Today's Story
Hundreds of dead aquatic salamanders have washed up on the shores of Lake Erie since the beginning of June. As Brad Linder reports, scientists are trying to find out what is happening to the lake's mudpuppies.

Mudpuppy problems
Hundreds of dead mudpuppies are washing up on the shores of Lake Erie, and scientists aren't sure why.
July 5, 2002

Over the last few years, a number of fish have washed up on Lake Erie beaches. But this year, the aquatic salamanders have been dying off in surprising numbers.

"We haven't seen die offs of mudpuppies like this in the past," says Eric Obert, director of Erie's Pennsylvania Sea Grant, a lake studies cooperative program between Penn State and the National Oceanic and Atmospheric Administration. "And it's kind of disturbing that normal, stable populations of animals are suddenly dying off, and now we're trying to figure out what's causing this."

Obert says there are a number of possible explanations. "It may be temperature shocks; it could be some type of blue-green toxic algae that's causing the problem," he says. Because of the changes to the aquatic ecosystem in the last decade since the introduction of exotic zebra mussels and round gobi fish, he says the food chain has been altered, making toxic algae more common.
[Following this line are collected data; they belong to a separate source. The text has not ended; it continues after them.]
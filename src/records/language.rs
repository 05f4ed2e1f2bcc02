use serde::{Deserialize, Serialize};
use std::collections::BTreeMap;

/// Per-language metadata (`info.yaml`).
///
/// Every field except `notes` is regenerated by the fetch stage. Empty values
/// are skipped when serializing so that re-runs produce byte-identical files.
#[derive(Debug, Clone, Default, PartialEq, Serialize, Deserialize)]
#[serde(default)]
pub struct LanguageInfo {
    pub name: String,
    pub iso_639_3: String,
    #[serde(skip_serializing_if = "Option::is_none")]
    pub iso_639_1: Option<String>,
    #[serde(skip_serializing_if = "Option::is_none")]
    pub name_french: Option<String>,
    #[serde(skip_serializing_if = "Vec::is_empty")]
    pub altnames: Vec<String>,
    #[serde(skip_serializing_if = "Vec::is_empty")]
    pub countries: Vec<String>,
    #[serde(skip_serializing_if = "Option::is_none")]
    pub population: Option<String>,
    #[serde(skip_serializing_if = "Option::is_none")]
    pub population_order: Option<String>,
    #[serde(skip_serializing_if = "Option::is_none")]
    pub endangerment: Option<String>,
    #[serde(skip_serializing_if = "Option::is_none")]
    pub official_status: Option<String>,
    #[serde(skip_serializing_if = "Option::is_none")]
    pub glottocode: Option<String>,
    #[serde(skip_serializing_if = "Option::is_none")]
    pub glottocode_url: Option<String>,
    #[serde(skip_serializing_if = "Option::is_none")]
    pub wikipedia: Option<WikiInfo>,
    #[serde(skip_serializing_if = "Option::is_none")]
    pub scriptsource_url: Option<String>,
    #[serde(skip_serializing_if = "BTreeMap::is_empty")]
    pub resource_links: BTreeMap<String, String>,
    #[serde(skip_serializing_if = "BTreeMap::is_empty")]
    pub tech_resources: BTreeMap<String, TechResource>,
    /// Labels of large multilingual models that cover this language
    #[serde(skip_serializing_if = "Vec::is_empty")]
    pub model_coverage: Vec<String>,
    /// Researcher notes. Hand-edited; never produced by a fetcher.
    #[serde(skip_serializing_if = "Option::is_none")]
    pub notes: Option<String>,
}

impl LanguageInfo {
    /// Carry hand-edited fields from the previous version of the record.
    pub fn preserve_manual_fields(&mut self, previous: &LanguageInfo) {
        if previous.notes.is_some() {
            self.notes = previous.notes.clone();
        }
    }

    /// Leading integer of the population text, for sorting.
    pub fn population_value(&self) -> u64 {
        parse_population(self.population.as_deref())
    }

    pub fn family(&self) -> Option<&str> {
        self.wikipedia.as_ref().and_then(|w| w.family.as_deref())
    }
}

/// Encyclopedia infobox fields.
#[derive(Debug, Clone, Default, PartialEq, Serialize, Deserialize)]
#[serde(default)]
pub struct WikiInfo {
    #[serde(skip_serializing_if = "Option::is_none")]
    pub url: Option<String>,
    #[serde(skip_serializing_if = "Option::is_none")]
    pub family: Option<String>,
    #[serde(skip_serializing_if = "Option::is_none")]
    pub speakers_l1: Option<String>,
    #[serde(skip_serializing_if = "Option::is_none")]
    pub speakers_l2: Option<String>,
    #[serde(skip_serializing_if = "Option::is_none")]
    pub writing_system: Option<String>,
    #[serde(skip_serializing_if = "Option::is_none")]
    pub glottolog: Option<String>,
}

impl WikiInfo {
    pub fn is_empty(&self) -> bool {
        *self == WikiInfo::default()
    }
}

/// A technology resource flag from the language grid: either a checkmark or a value.
#[derive(Debug, Clone, PartialEq, Serialize, Deserialize)]
#[serde(untagged)]
pub enum TechResource {
    Flag(bool),
    Text(String),
}

impl TechResource {
    pub fn link(&self) -> Option<&str> {
        match self {
            TechResource::Text(t) if t.starts_with("http") => Some(t),
            _ => None,
        }
    }

    pub fn is_available(&self) -> bool {
        match self {
            TechResource::Flag(b) => *b,
            TechResource::Text(t) => !t.is_empty(),
        }
    }
}

/// One language of the full regional list (`wca_all_languages.yaml`).
#[derive(Debug, Clone, Default, PartialEq, Serialize, Deserialize)]
#[serde(default)]
pub struct WcaLanguage {
    pub name: String,
    pub iso_639_3: String,
    pub countries: Vec<String>,
    pub wca_countries: Vec<String>,
    #[serde(skip_serializing_if = "Option::is_none")]
    pub population: Option<String>,
    #[serde(skip_serializing_if = "Option::is_none")]
    pub population_order: Option<String>,
    #[serde(skip_serializing_if = "Option::is_none")]
    pub endangerment: Option<String>,
    #[serde(skip_serializing_if = "Option::is_none")]
    pub url: Option<String>,
}

impl WcaLanguage {
    pub fn population_value(&self) -> u64 {
        parse_population(self.population.as_deref())
    }
}

#[derive(Debug, Clone, Default, PartialEq, Serialize, Deserialize)]
#[serde(default)]
pub struct WcaLanguageList {
    pub languages: Vec<WcaLanguage>,
    pub total: usize,
}

fn parse_population(text: Option<&str>) -> u64 {
    let Some(text) = text else { return 0 };
    let digits: String = text
        .chars()
        .filter(|c| !matches!(c, ',' | ' '))
        .skip_while(|c| !c.is_ascii_digit())
        .take_while(|c| c.is_ascii_digit())
        .collect();
    digits.parse().unwrap_or(0)
}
But Obert says the leading theory is avian botulism. "Last year a New York pathologist found botulism in the tissues of some fish that were in the stomachs of birds," he says. "And so now we're trying to figure out how the botulism is getting into the fish. And it's possible that these mudpuppies are also dying off from this botulism."

Unfortunately, Obert adds, if botulism is running rampant in the lake, there may not be much researchers can do besides identifying the problem. "It's a natural phenomenon and we may just have to let it work it's way out," he says. He points out that similar outbreaks in Lake Michigan usually only last a few years.
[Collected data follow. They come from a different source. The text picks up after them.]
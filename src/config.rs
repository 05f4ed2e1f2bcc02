use anyhow::{Context, Result};
use std::path::{Path, PathBuf};

#[derive(Debug, Clone)]
pub struct Config {
    // Layout
    pub root_dir: PathBuf,

    // Remote sources
    pub hf_base_url: String,
    pub wikipedia_base_url: String,
    pub simbabench_api_url: String,
    pub user_agent: String,
    pub http_timeout_secs: u64,

    // Fetch pacing
    pub hub_page_limit: u32,
    pub request_delay_ms: u64,

    // Local reference data
    pub common_voice_file: String,

    // Document conversion
    pub pandoc_path: String,

    // Links printed in generated artefacts
    pub repo_url: String,
    pub live_url: String,
}

impl Config {
    pub fn from_env() -> Result<Self> {
        Ok(Self {
            root_dir: PathBuf::from(
                std::env::var("LANDSCAPE_ROOT").unwrap_or_else(|_| ".".to_string()),
            ),

            hf_base_url: std::env::var("HF_BASE_URL")
                .unwrap_or_else(|_| "https://huggingface.co".to_string()),
            wikipedia_base_url: std::env::var("WIKIPEDIA_BASE_URL")
                .unwrap_or_else(|_| "https://en.wikipedia.org/wiki".to_string()),
            simbabench_api_url: std::env::var("SIMBABENCH_API_URL")
                .unwrap_or_else(|_| "https://ubc-nlp-simbabench.hf.space/api/data".to_string()),
            user_agent: std::env::var("USER_AGENT").unwrap_or_else(|_| {
                format!("{}/{}", env!("CARGO_PKG_NAME"), env!("CARGO_PKG_VERSION"))
            }),
            http_timeout_secs: parse_var("HTTP_TIMEOUT_SECS", 15)?,

            hub_page_limit: parse_var("HUB_PAGE_LIMIT", 30)?,
            request_delay_ms: parse_var("REQUEST_DELAY_MS", 1000)?,

            common_voice_file: std::env::var("COMMON_VOICE_FILE")
                .unwrap_or_else(|_| "cv-corpus.json".to_string()),

            pandoc_path: std::env::var("PANDOC_PATH").unwrap_or_else(|_| "pandoc".to_string()),

            repo_url: std::env::var("REPO_URL").unwrap_or_else(|_| {
                "https://github.com/translatorswb/wca-nlp-landscape".to_string()
            }),
            live_url: std::env::var("LIVE_URL").unwrap_or_else(|_| {
                "https://translatorswb.github.io/wca-nlp-landscape/".to_string()
            }),
        })
    }

    /// Config rooted at `root` with default remote endpoints and no pacing delay.
    pub fn for_root(root: impl Into<PathBuf>) -> Self {
        Self {
            root_dir: root.into(),
            hf_base_url: "https://huggingface.co".to_string(),
            wikipedia_base_url: "https://en.wikipedia.org/wiki".to_string(),
            simbabench_api_url: "https://ubc-nlp-simbabench.hf.space/api/data".to_string(),
            user_agent: format!("{}/{}", env!("CARGO_PKG_NAME"), env!("CARGO_PKG_VERSION")),
            http_timeout_secs: 15,
            hub_page_limit: 30,
            request_delay_ms: 0,
            common_voice_file: "cv-corpus.json".to_string(),
            pandoc_path: "pandoc".to_string(),
            repo_url: "https://github.com/translatorswb/wca-nlp-landscape".to_string(),
            live_url: "https://translatorswb.github.io/wca-nlp-landscape/".to_string(),
        }
    }

    pub fn research_dir(&self) -> PathBuf {
        self.root_dir.join("Research")
    }

    pub fn languages_dir(&self) -> PathBuf {
        self.research_dir().join("Languages")
    }

    pub fn actors_dir(&self) -> PathBuf {
        self.research_dir().join("Actors")
    }

    pub fn focused_languages_path(&self) -> PathBuf {
        self.research_dir().join("focused_languages.yaml")
    }

    pub fn wca_languages_path(&self) -> PathBuf {
        self.research_dir().join("wca_all_languages.yaml")
    }

    pub fn source_data_dir(&self) -> PathBuf {
        self.root_dir.join("Source data")
    }

    pub fn grid_path(&self) -> PathBuf {
        self.source_data_dir()
            .join("African-language-grid")
            .join("all_africa.yaml")
    }

    pub fn coverage_dir(&self) -> PathBuf {
        self.source_data_dir().join("Multilingual-models")
    }

    pub fn evaluations_dir(&self) -> PathBuf {
        self.source_data_dir().join("Evaluations")
    }

    pub fn sources_path(&self) -> PathBuf {
        self.source_data_dir().join("sources.yaml")
    }

    pub fn common_voice_path(&self) -> PathBuf {
        self.source_data_dir().join(&self.common_voice_file)
    }

    pub fn output_dir(&self) -> PathBuf {
        self.root_dir.join("output")
    }

    pub fn docs_dir(&self) -> PathBuf {
        self.output_dir().join("docs")
    }

    /// Directory of a single language record.
    pub fn language_dir(&self, iso: &str) -> PathBuf {
        self.languages_dir().join(iso)
    }

    pub fn root(&self) -> &Path {
        &self.root_dir
    }
}

fn parse_var<T: std::str::FromStr>(name: &str, default: T) -> Result<T>
where
    T::Err: std::error::Error + Send + Sync + 'static,
{
    match std::env::var(name) {
        Ok(raw) => raw
            .trim()
            .parse()
            .with_context(|| format!("{} must be a number, got '{}'", name, raw)),
        Err(_) => Ok(default),
    }
}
In the meantime, Ober says people are at little risk of contracting botulism unless they eat undercooked fish caught in the lake. He also says that since the disease usually paralyzes its victim, it's important to be wary of sluggish looking fish.

Mudpuppies are large salamanders, growing to about a foot in length, and spending their entire lives in the water. In Pennsylvania, they can be found in Lake Erie, and the Ohio and Allegheny River systems.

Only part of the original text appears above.